The analytics and sizing are the most valuable features. We saved over a 1000 virtual CPUs, a few terabytes of storage and memory.
I can actually do the historics on any VM that's being used so we can refuse architects that want to throw too much memory or CPU at something. We can do recommended sizing.
For example, they put the SAP Hana environment in, and they sized it to the moon. They kept throwing more and more resources on it; ate up the majority of one of our FlexPods. We proved them wrong and dialed it down.
How has it helped my organization?
A lot of our different tools actually hook into it; they have APIs that actually launch into it. We'll use some Blue Medora or we're going to be putting in a couple bits such as that.
We use UCS for OnCommand Unified Manager, and it has an API that hooks into it. We're installing Log Insight, and then we're also going to be putting in NetApp OnCommand Insight. That's got to hook in there too. All these different products, they always have their own little dashboards. I hate that. I want one, and that's what vROps does.
While we haven’t saved on storage, because of the over-allocation issue I mention elsewhere – we're not going to get two different views – we did save a ton on CPU and memory.
With regards to performance management, over-allocating VMs actually hurts their performance, their computing wait times, so once we started tuning that in, it got a lot better.
What needs improvement?
I want it to have a better view in the thin provisioning. Right now, it shows us what is over-allocated in all of our graphs. That's great, we need to add more, but I don't want to look at red lines every time I log in; makes me think that we have huge issues, not that we just need to add a rack or a shelf. We're using a hyper-converged infrastructure with FlexBots. I'd like a little bit more granularity there, maybe break it into two different views: one would say that we're over-allocated, and the other one would say, "This is how much disk you currently have remaining." It would show the aggregates, because right now it doesn't; basically two lines: what are you using and what's left.
What do I think about the stability of the solution?
It gets a little bit kludgy – slow, sluggish, takes a while – when it gets bigger. We've got a bunch of dashboards that show problem VMs; a lot of different metrics. Those take a while to spin up the more that we expose into it. The database can get a little unwieldy after a while. It is in a lot of infrastructure.
The bigger it gets, the slower it moves.
What do I think about the scalability of the solution?
I think once you start tuning your environment, scalability will get better, but in the beginning, when you just try to throw as much into it as you can so you can see what you have, it can appear as if it's not working as well as it should.
How are customer service and technical support?
We have a Business Critical Support with VMware. I think it's pretty good. In our circumstances – we're currently outsourced, I work with an energy company – our contract only allows the non-international folks to use it, so our folks in India have some difficulties. When we have a problem, if we engage them correctly, it usually gets driven pretty well.

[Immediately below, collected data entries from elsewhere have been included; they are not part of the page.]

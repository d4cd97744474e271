use std::io::{self, Write};
use std::time::Duration;

use anyhow::Result;
use crossterm::cursor::{Hide, MoveTo, Show};
use crossterm::event::{self, Event, KeyCode, KeyEvent, KeyEventKind, KeyModifiers};
use crossterm::style::{Color, Print, ResetColor, SetForegroundColor};
use crossterm::terminal::{
    Clear, ClearType, EnterAlternateScreen, LeaveAlternateScreen, disable_raw_mode,
    enable_raw_mode,
};
use crossterm::{execute, queue};

use crate::app::{ActiveRun, App, CompletionReport};
use crate::session::activity::ActivitySession;
use crate::session::policy::Phase;

/// How a terminal run ended.
pub enum PlayOutcome {
    Finished(Option<CompletionReport>),
    /// Left early; the run stays saved and resumes next time.
    Quit,
}

#[derive(Clone, Debug, PartialEq, Eq)]
pub struct Span {
    pub text: String,
    pub color: Option<Color>,
}

impl Span {
    fn plain(text: impl Into<String>) -> Self {
        Self {
            text: text.into(),
            color: None,
        }
    }

    fn colored(text: impl Into<String>, color: Color) -> Self {
        Self {
            text: text.into(),
            color: Some(color),
        }
    }
}

pub type Line = Vec<Span>;

enum Flow {
    Continue,
    Quit,
}

/// Drive the app's active run in raw mode until it finishes or the learner
/// quits. The terminal is restored on every exit path.
pub fn run(app: &mut App) -> Result<PlayOutcome> {
    enable_raw_mode()?;
    let mut stdout = io::stdout();
    execute!(stdout, EnterAlternateScreen, Hide)?;

    let result = run_loop(app, &mut stdout);

    disable_raw_mode()?;
    execute!(stdout, Show, LeaveAlternateScreen)?;
    result
}

fn run_loop(app: &mut App, out: &mut impl Write) -> Result<PlayOutcome> {
    let poll_interval = Duration::from_secs(app.config.poll_interval_secs);
    let mut status = String::new();
    loop {
        let Some(active) = app.active() else {
            return Ok(PlayOutcome::Finished(None));
        };
        if active.session.is_done() {
            return Ok(PlayOutcome::Finished(app.complete_session()));
        }
        draw(out, &render_lines(active, &status))?;

        if !event::poll(poll_interval)? {
            if app.poll_remote() {
                log::debug!("state refreshed while playing");
            }
            continue;
        }
        if let Event::Key(key) = event::read()?
            && let Flow::Quit = handle_key(app, key, &mut status)
        {
            return Ok(PlayOutcome::Quit);
        }
    }
}

fn handle_key(app: &mut App, key: KeyEvent, status: &mut String) -> Flow {
    if key.kind != KeyEventKind::Press {
        return Flow::Continue;
    }
    let ctrl = key.modifiers.contains(KeyModifiers::CONTROL);
    match key.code {
        KeyCode::Esc => return Flow::Quit,
        KeyCode::Char('c') if ctrl => return Flow::Quit,
        KeyCode::Char('r') if ctrl => match app.restart_activity() {
            Ok(()) => *status = "Starting over.".to_string(),
            Err(e) => log::warn!("restart failed: {e}"),
        },
        KeyCode::Char(d) if ctrl && d.is_ascii_digit() => {
            if let Some(index) = slot_for_digit(d) {
                app.remove_letter(index);
            }
        }
        KeyCode::Char('?') => {
            if let Some(word) = app.peek() {
                *status = format!("psst: {word}");
            }
        }
        KeyCode::Char(ch) if is_word_char(ch) => {
            status.clear();
            app.type_letter(ch);
        }
        KeyCode::Backspace => {
            app.delete_letter();
        }
        KeyCode::Enter => enter(app, status),
        _ => {}
    }
    Flow::Continue
}

fn enter(app: &mut App, status: &mut String) {
    let Some(session) = app.active().map(|a| &a.session) else {
        return;
    };
    let phase = session.phase;
    let retry = session.last_correct == Some(false) && session.policy().allow_retry;
    match phase {
        Phase::Study | Phase::Prompt => {
            app.begin();
        }
        Phase::Typing => {
            if let Some(outcome) = app.submit() {
                *status = match (outcome.correct, app.active().map(|a| a.session.phase)) {
                    (true, _) => "Correct!".to_string(),
                    (false, Some(Phase::Typing)) => "Not quite, try again.".to_string(),
                    (false, _) => String::new(),
                };
            }
        }
        Phase::Feedback => {
            if retry {
                app.retry();
            } else {
                app.next();
            }
            status.clear();
        }
        Phase::Done => {}
    }
}

/// Ctrl+1 removes the first letter, Ctrl+0 the tenth.
fn slot_for_digit(d: char) -> Option<usize> {
    let n = d.to_digit(10)? as usize;
    Some(if n == 0 { 9 } else { n - 1 })
}

fn is_word_char(ch: char) -> bool {
    ch.is_alphabetic() || ch == '\'' || ch == '-'
}

fn draw(out: &mut impl Write, lines: &[Line]) -> Result<()> {
    queue!(out, Clear(ClearType::All))?;
    for (row, line) in lines.iter().enumerate() {
        queue!(out, MoveTo(0, row as u16))?;
        for span in line {
            match span.color {
                Some(color) => {
                    queue!(out, SetForegroundColor(color), Print(&span.text), ResetColor)?
                }
                None => queue!(out, Print(&span.text))?,
            }
        }
    }
    out.flush()?;
    Ok(())
}

/// Screen contents for the current state of a run.
pub fn render_lines(active: &ActiveRun, status: &str) -> Vec<Line> {
    let session = &active.session;
    let mut lines: Vec<Line> = vec![
        vec![
            Span::colored(session.activity.label(), Color::Cyan),
            Span::plain(format!(" - {}", active.list_name)),
            Span::plain(format!(
                "   word {}/{}",
                (session.current_index + 1).min(session.words.len()),
                session.words.len()
            )),
        ],
        Vec::new(),
    ];

    let Some(word) = session.current_word() else {
        lines.push(vec![Span::colored("All done!", Color::Green)]);
        return lines;
    };

    match session.phase {
        Phase::Study => {
            lines.push(vec![
                Span::plain("Study this word: "),
                Span::colored(word.word.clone(), Color::Yellow),
            ]);
            if !word.definition.is_empty() {
                lines.push(vec![Span::plain(format!("  {}", word.definition))]);
            }
            if !word.example.is_empty() {
                lines.push(vec![Span::plain(format!("  \"{}\"", word.example))]);
            }
        }
        Phase::Prompt => {
            lines.push(vec![Span::plain(format!(
                "Get ready to spell a {}-letter word.",
                word.letter_count()
            ))]);
            if !word.definition.is_empty() {
                lines.push(vec![Span::plain(format!("  Hint: {}", word.definition))]);
            }
        }
        Phase::Typing => lines.push(typing_line(session, active.highlight_on)),
        Phase::Feedback => {
            lines.push(typing_line(session, false));
            lines.push(match session.last_correct {
                Some(true) => vec![Span::colored("Correct!", Color::Green)],
                _ => vec![
                    Span::colored("Not quite. The word is ", Color::Red),
                    Span::colored(word.word.clone(), Color::Yellow),
                ],
            });
        }
        Phase::Done => {}
    }

    lines.push(Vec::new());
    if !status.is_empty() {
        lines.push(vec![Span::plain(status)]);
    }
    lines.push(vec![Span::colored(footer(session), Color::DarkGrey)]);
    lines
}

fn typing_line(session: &ActivitySession, highlight_on: bool) -> Line {
    let Some(word) = session.current_word() else {
        return Vec::new();
    };
    let marks = session.letter_marks();
    let mark_color = |slot: usize| -> Option<Color> {
        if !highlight_on {
            return None;
        }
        match marks.get(slot).copied().flatten() {
            Some(true) => Some(Color::Green),
            Some(false) => Some(Color::Red),
            None => None,
        }
    };
    let typed_span = |slot: usize| -> Span {
        match session.typed.get(slot) {
            Some(ch) => Span {
                text: format!("{ch} "),
                color: mark_color(slot),
            },
            None => Span::plain("_ "),
        }
    };

    let mut line = vec![Span::plain("  ")];
    if session.policy().uses_blanks {
        let blanks = session.current_blanks();
        let mut slot = 0;
        for (i, ch) in word.word.chars().enumerate() {
            if blanks.contains(&i) {
                line.push(typed_span(slot));
                slot += 1;
            } else {
                line.push(Span::colored(format!("{ch} "), Color::DarkGrey));
            }
        }
    } else {
        let shown = session.capacity().max(session.typed.len());
        line.extend((0..shown).map(typed_span));
    }
    line
}

fn footer(session: &ActivitySession) -> String {
    match session.phase {
        Phase::Study | Phase::Prompt => {
            "Enter: start spelling   ?: peek   Ctrl+R: start over   Esc: quit".to_string()
        }
        Phase::Typing => {
            "Enter: check   Backspace: delete   Ctrl+N: clear letter N   ?: peek   Esc: quit"
                .to_string()
        }
        Phase::Feedback if session.last_correct == Some(false) && session.policy().allow_retry => {
            "Enter: try again   Esc: quit".to_string()
        }
        Phase::Feedback => "Enter: next word   Esc: quit".to_string(),
        Phase::Done => String::new(),
    }
}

Which solution did I use previously and why did I switch?
When we came in, we went to VMworld in 2015 and we got sold on the idea. We came in and we had no way to do really good reporting on any of our environment; we had 25 years with IBM. It kind of got really hard to get your arms around and figure out what all you had. This gives us an inventory, and when our outsource partner comes back and says, "We don't know what's wrong," we can just go on the console and say, "Well, this is what's wrong." It helped us all be held accountable.
Actually, we wanted the SDDC, and VMware had it, and then we got the whole vRealize Suite. It's pretty good.
How was the initial setup?
Initial setup was complex. We have a very old environment, so there were a lot of issues – mainly our issues, not the tool itself – getting access to service accounts, the infrastructure stood up, and all of that. We needed a project manager from VMware and a project manager from our company to basically work together and it still took a long damn time; a month.
What other advice do I have?
If you don't have it, you need something like it, so you get more out of your infrastructure, because you waste so much in most companies. Everyone always gives resources, no one ever takes them back and looks at that. There's no reclamation, so you waste resources all day.
No other product basically gives you an eyes-on-glass that says, "You're wasting a 1000 CPUs." Or 700, or whatever.
Disclosure: My company does not have a business relationship with this vendor other than being a customer.